本発明において、炭素繊維の前駆体であるアクリル繊維トウは、シート状でトラバースされて、前後、左右に振られながら、収納容器に振り込まれる。トウが収納された収納容器は、前駆体製造工程から耐炎化工程を経る炭素繊維製造工程へ移送され、例えば直置き、又は、台車やパレット等に積み替えられて静置された後、トウが収納容器から垂直に引き上げられ整トウされる。
【0009】
トラバースされて収納容器に収納されたアクリル繊維トウを、垂直方向に引き上げ焼成する炭素繊維の製造方法において、トラバース幅Xと引き上げ高さYとの関係を2X≦Y≦10X垂直方向に引き上げて、整トウガイドに接触させて整トウする。ここで、引き上げ高さとは、収納容器中のトウの最上層面から整トウガイドまでの距離をいう。
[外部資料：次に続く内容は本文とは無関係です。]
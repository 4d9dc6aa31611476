//! Model hooks: upgrading plain records on write and derived fields.
//!
//! Every value written to storage passes through [`Model::on_write`] and
//! every value read passes through [`Model::on_read`]. Associations are
//! declared explicitly against a field name instead of being intercepted at
//! runtime.

use std::collections::HashMap;
use std::fmt;
use std::sync::Arc;

use serde_json::Value;
use tracing::warn;

use crate::identity::key_of;
use crate::store::Store;
use crate::types::{Params, Record};

/// Upgrades plain data into live application instances.
///
/// `instantiate` must be idempotent: applying it to an already-upgraded
/// record returns an equal record.
pub trait ModelFactory: Send + Sync {
    /// Write hook applied to every value entering storage.
    fn instantiate(&self, raw: Record) -> Record {
        raw
    }

    /// Read hook applied to every value leaving storage.
    fn present(&self, stored: Record) -> Record {
        stored
    }
}

/// Factory that stores records as-is.
#[derive(Debug, Clone, Copy, Default)]
pub struct PlainModel;

impl ModelFactory for PlainModel {}

/// Factory filling in default field values for records that lack them.
#[derive(Debug, Clone, Default)]
pub struct DefaultsModel {
    defaults: Record,
}

impl DefaultsModel {
    /// Create a factory with the given defaults.
    pub fn new(defaults: Record) -> Self {
        Self { defaults }
    }
}

impl ModelFactory for DefaultsModel {
    fn instantiate(&self, mut raw: Record) -> Record {
        for (field, value) in &self.defaults {
            if !raw.contains_key(field) {
                raw.insert(field.clone(), value.clone());
            }
        }
        raw
    }
}

/// Getter resolving an association's value for a record.
pub type AssociationGetter = Arc<dyn Fn(&Record) -> Option<Value> + Send + Sync>;

/// Setter receiving a value written to an association field.
pub type AssociationSetter = Arc<dyn Fn(&mut Record, Value) + Send + Sync>;

/// A derived field with an explicit getter and an optional setter hook.
#[derive(Clone)]
pub struct Association {
    getter: AssociationGetter,
    setter: Option<AssociationSetter>,
}

impl fmt::Debug for Association {
    fn fmt(&self, f: &mut fmt::Formatter<'_>) -> fmt::Result {
        f.debug_struct("Association")
            .field("has_setter", &self.setter.is_some())
            .finish()
    }
}

impl Association {
    /// Association resolved by `getter`, with no setter.
    pub fn new(getter: impl Fn(&Record) -> Option<Value> + Send + Sync + 'static) -> Self {
        Self {
            getter: Arc::new(getter),
            setter: None,
        }
    }

    /// Attach a setter hook.
    ///
    /// When a written record carries the association's field, the field is
    /// removed and its value handed to the setter.
    pub fn with_setter(
        mut self,
        setter: impl Fn(&mut Record, Value) + Send + Sync + 'static,
    ) -> Self {
        self.setter = Some(Arc::new(setter));
        self
    }

    /// One related record in `target`, referenced by `foreign_key`.
    ///
    /// Writing a nested object to the field stores it in `target` and keeps
    /// only its id in `foreign_key`.
    pub fn belongs_to(target: Arc<Store>, foreign_key: impl Into<String>) -> Self {
        let foreign_key = foreign_key.into();
        let getter_store = Arc::clone(&target);
        let getter_key = foreign_key.clone();
        Self::new(move |record| {
            let id = record.get(&getter_key).and_then(key_of)?;
            getter_store
                .get_from_store(&id, &Params::default())
                .map(Value::Object)
        })
        .with_setter(move |record, value| {
            let Value::Object(related) = value else {
                return;
            };
            match target.add_or_update(related) {
                Ok(stored) => {
                    if let Some(id) = stored.get(target.identity().id_field()) {
                        record.insert(foreign_key.clone(), id.clone());
                    }
                }
                Err(e) => warn!(error = %e, "failed to store associated record"),
            }
        })
    }

    /// Related records in `target` selected by a query built from the record.
    ///
    /// Writing an array to the field stores each element in `target`.
    pub fn has_many(
        target: Arc<Store>,
        params: impl Fn(&Record) -> Params + Send + Sync + 'static,
    ) -> Self {
        let getter_store = Arc::clone(&target);
        Self::new(move |record| {
            let response = getter_store.find_in_store(&params(record)).ok()?;
            Some(Value::Array(
                response.data.into_iter().map(Value::Object).collect(),
            ))
        })
        .with_setter(move |_record, value| {
            let Value::Array(related) = value else {
                return;
            };
            for item in related {
                if let Value::Object(item) = item
                    && let Err(e) = target.add_or_update(item)
                {
                    warn!(error = %e, "failed to store associated record");
                }
            }
        })
    }
}

/// Associations declared for a store, keyed by field name.
#[derive(Clone, Debug, Default)]
pub struct Associations {
    by_name: HashMap<String, Association>,
}

impl Associations {
    /// Create an empty set.
    pub fn new() -> Self {
        Self::default()
    }

    /// Declare an association under `name`.
    pub fn define(mut self, name: impl Into<String>, association: Association) -> Self {
        self.by_name.insert(name.into(), association);
        self
    }

    /// Resolve the association `name` for `record`.
    pub fn resolve(&self, record: &Record, name: &str) -> Option<Value> {
        self.by_name.get(name).and_then(|a| (a.getter)(record))
    }

    /// Run setter hooks for any association fields present on `record`.
    pub fn apply_setters(&self, mut record: Record) -> Record {
        for (name, association) in &self.by_name {
            let Some(setter) = &association.setter else {
                continue;
            };
            if let Some(value) = record.remove(name) {
                setter(&mut record, value);
            }
        }
        record
    }

    /// Declared association names.
    pub fn names(&self) -> impl Iterator<Item = &str> {
        self.by_name.keys().map(String::as_str)
    }
}

/// Model factory plus associations: the read/write seam used by storage.
#[derive(Clone)]
pub struct Model {
    factory: Arc<dyn ModelFactory>,
    associations: Associations,
}

impl Default for Model {
    fn default() -> Self {
        Self::new(Arc::new(PlainModel), Associations::default())
    }
}

impl fmt::Debug for Model {
    fn fmt(&self, f: &mut fmt::Formatter<'_>) -> fmt::Result {
        f.debug_struct("Model")
            .field("associations", &self.associations)
            .finish_non_exhaustive()
    }
}

impl Model {
    /// Combine a factory with associations.
    pub fn new(factory: Arc<dyn ModelFactory>, associations: Associations) -> Self {
        Self {
            factory,
            associations,
        }
    }

    /// Write hook.
    pub fn on_write(&self, raw: Record) -> Record {
        let record = self.associations.apply_setters(raw);
        self.factory.instantiate(record)
    }

    /// Read hook.
    pub fn on_read(&self, stored: Record) -> Record {
        self.factory.present(stored)
    }

    /// Declared associations.
    pub fn associations(&self) -> &Associations {
        &self.associations
    }
}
トウの引き上げの際に本発明においては、整トウガイドへトウの捩れや撚りがフィードされるのを防ぐため、整トウガイドと収納容器の直上との間にトウに下方に張力を付与する手段を設ける。
【0010】
引き上げつつあるトウに張力を付与する手段としては、少なくとも2本の固定したバーまたはロールに接触することによる方法や、トウをスリット間を通過させ、その際の接触摩擦により張力を得る方法、下向きに流れるエア流内を通過することによって得られる空気流との摩擦抵抗により張力を得る方法などが採用できる。
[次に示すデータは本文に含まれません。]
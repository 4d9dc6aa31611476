//! Pending-state tracking for in-flight remote calls.
//!
//! Per-record flags cover create/update/patch/remove; find/count/get are
//! tracked as global counters. Flags are advisory for a UI and never block.
//! A [`PendingGuard`] clears its flag when dropped, so every exit path of a
//! remote call (success, error, cancellation) releases it.

use std::fmt;
use std::hash::Hash;

use dashmap::DashMap;
use dashmap::mapref::entry::Entry;
use serde::{Deserialize, Serialize};
use tracing::debug;

use crate::updates::{StoreUpdate, UpdateSender};

/// Remote operation kinds.
#[derive(Debug, Clone, Copy, PartialEq, Eq, Hash, Serialize, Deserialize)]
#[serde(rename_all = "camelCase")]
pub enum Operation {
    Find,
    Count,
    Get,
    Create,
    Update,
    Patch,
    Remove,
}

impl Operation {
    /// Whether this kind is tracked by a global counter rather than per id.
    pub fn is_global(self) -> bool {
        matches!(self, Operation::Find | Operation::Count | Operation::Get)
    }

    pub fn as_str(self) -> &'static str {
        match self {
            Operation::Find => "find",
            Operation::Count => "count",
            Operation::Get => "get",
            Operation::Create => "create",
            Operation::Update => "update",
            Operation::Patch => "patch",
            Operation::Remove => "remove",
        }
    }
}

impl fmt::Display for Operation {
    fn fmt(&self, f: &mut fmt::Formatter<'_>) -> fmt::Result {
        f.write_str(self.as_str())
    }
}

/// In-flight counts per (record, operation) and per global operation.
pub struct PendingTracker {
    by_id: DashMap<(String, Operation), usize>,
    global: DashMap<Operation, usize>,
    updates: UpdateSender,
}

impl PendingTracker {
    pub fn new(updates: UpdateSender) -> Self {
        Self {
            by_id: DashMap::new(),
            global: DashMap::new(),
            updates,
        }
    }

    /// Mark `operation` as in flight until the returned guard is dropped.
    ///
    /// `id` is ignored for global operations.
    pub fn begin(&self, operation: Operation, id: Option<&str>) -> PendingGuard<'_> {
        let id = if operation.is_global() {
            None
        } else {
            id.map(str::to_string)
        };
        let started = match &id {
            Some(id) => increment(&self.by_id, (id.clone(), operation)),
            None => increment(&self.global, operation),
        };
        if started {
            debug!(operation = %operation, id = ?id, "pending set");
            self.updates.send(StoreUpdate::PendingChanged {
                operation,
                id: id.clone(),
                pending: true,
            });
        }
        PendingGuard {
            tracker: self,
            operation,
            id,
        }
    }

    fn finish(&self, operation: Operation, id: Option<String>) {
        let cleared = match &id {
            Some(id) => decrement(&self.by_id, (id.clone(), operation)),
            None => decrement(&self.global, operation),
        };
        if cleared {
            debug!(operation = %operation, id = ?id, "pending cleared");
            self.updates.send(StoreUpdate::PendingChanged {
                operation,
                id,
                pending: false,
            });
        }
    }

    /// Whether `operation` is in flight for record `id`.
    pub fn is_pending(&self, operation: Operation, id: &str) -> bool {
        self.by_id.contains_key(&(id.to_string(), operation))
    }

    /// Whether any mutation is in flight for record `id`.
    pub fn is_any_pending(&self, id: &str) -> bool {
        [
            Operation::Create,
            Operation::Update,
            Operation::Patch,
            Operation::Remove,
        ]
        .into_iter()
        .any(|operation| self.is_pending(operation, id))
    }

    /// Number of in-flight calls of a global operation kind.
    pub fn in_flight(&self, operation: Operation) -> usize {
        self.global.get(&operation).map(|n| *n).unwrap_or(0)
    }

    /// Forget all pending state.
    pub fn clear(&self) {
        self.by_id.clear();
        self.global.clear();
    }
}

fn increment<K: Eq + Hash>(map: &DashMap<K, usize>, key: K) -> bool {
    let mut count = map.entry(key).or_insert(0);
    *count += 1;
    *count == 1
}

fn decrement<K: Eq + Hash>(map: &DashMap<K, usize>, key: K) -> bool {
    match map.entry(key) {
        Entry::Occupied(mut entry) => {
            if *entry.get() <= 1 {
                entry.remove();
                true
            } else {
                *entry.get_mut() -= 1;
                false
            }
        }
        Entry::Vacant(_) => false,
    }
}

/// Clears a pending flag on drop.
#[must_use = "the pending flag is cleared as soon as the guard is dropped"]
pub struct PendingGuard<'a> {
    tracker: &'a PendingTracker,
    operation: Operation,
    id: Option<String>,
}

impl Drop for PendingGuard<'_> {
    fn drop(&mut self) {
        self.tracker.finish(self.operation, self.id.take());
    }
}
この張力付与手段として最も簡易な設備としては、少なくとも2本の固定したバーまたはロールに接触する方法が挙げられる。この方法においては、トウのトラバースに伴う巻き付き角など接触状態の変化があるため、隣接して水平方向に配置された2本のガイドバーの間を単に通すのみでは連続して張力を付与し続けることが困難であり、S字状にトウを通過させるか、少なくとも2本のバーまたはロールが垂直方向に並んでいる方法がより好ましい手段として挙げられる。
【0011】
アクリル繊維トウから炭素繊維を製造するための焼成工程は、通常耐炎化工程とそれに引き続く炭素化工程とからなる。用いるアクリル繊維トウは、1本のトウ形態を保ちながら、2本以上の複数の小トウに分割することのできるアクリル繊維トウや、主に耐炎化工程通過後に得られる耐炎繊維として供されるトウである。詳しくは、所定数の複数の糸条群が並行してなるトウに各糸条群の側端部(耳部)で互いに弱く交絡し合い、シート状に保持させた形態であることが好ましい。
【0012】
炭素繊維の前駆体であるアクリル繊維トウは、アクリロニトリル単位90〜99.9質量%に対し、他の共重合可能なモノマー単位を0.1〜10質量%の割合で共重合させたアクリロニトリル共重合体を紡糸して得られるアクリル繊維トウである。アクリロニトリルと共重合可能な他のモノマーとしては、例えばアクリル酸、メタクリル酸、イタコン酸等の不飽和カルボン酸又はその塩、メチルアクリレート、エチルアクリレート、メチルメタクリレート、アクリルアミド、メタクリルアミド、2−ヒドロキシエチルアクリロニトリル、クロロアクリルニトリル等である。
【0013】
次に、添付の図面に基づいて説明する。トウ3の引き上げ高さとは、図1に示した様に収納容器1内のトウの最上層面から整トウガイド2までの距離Y(m)をいう。このときトウ3の引き上げ高さは、図2に示すように収納容器1内におけるトウのトラバース幅X(m)との関係が2X≦Y≦10Xになるように設定する必要がある。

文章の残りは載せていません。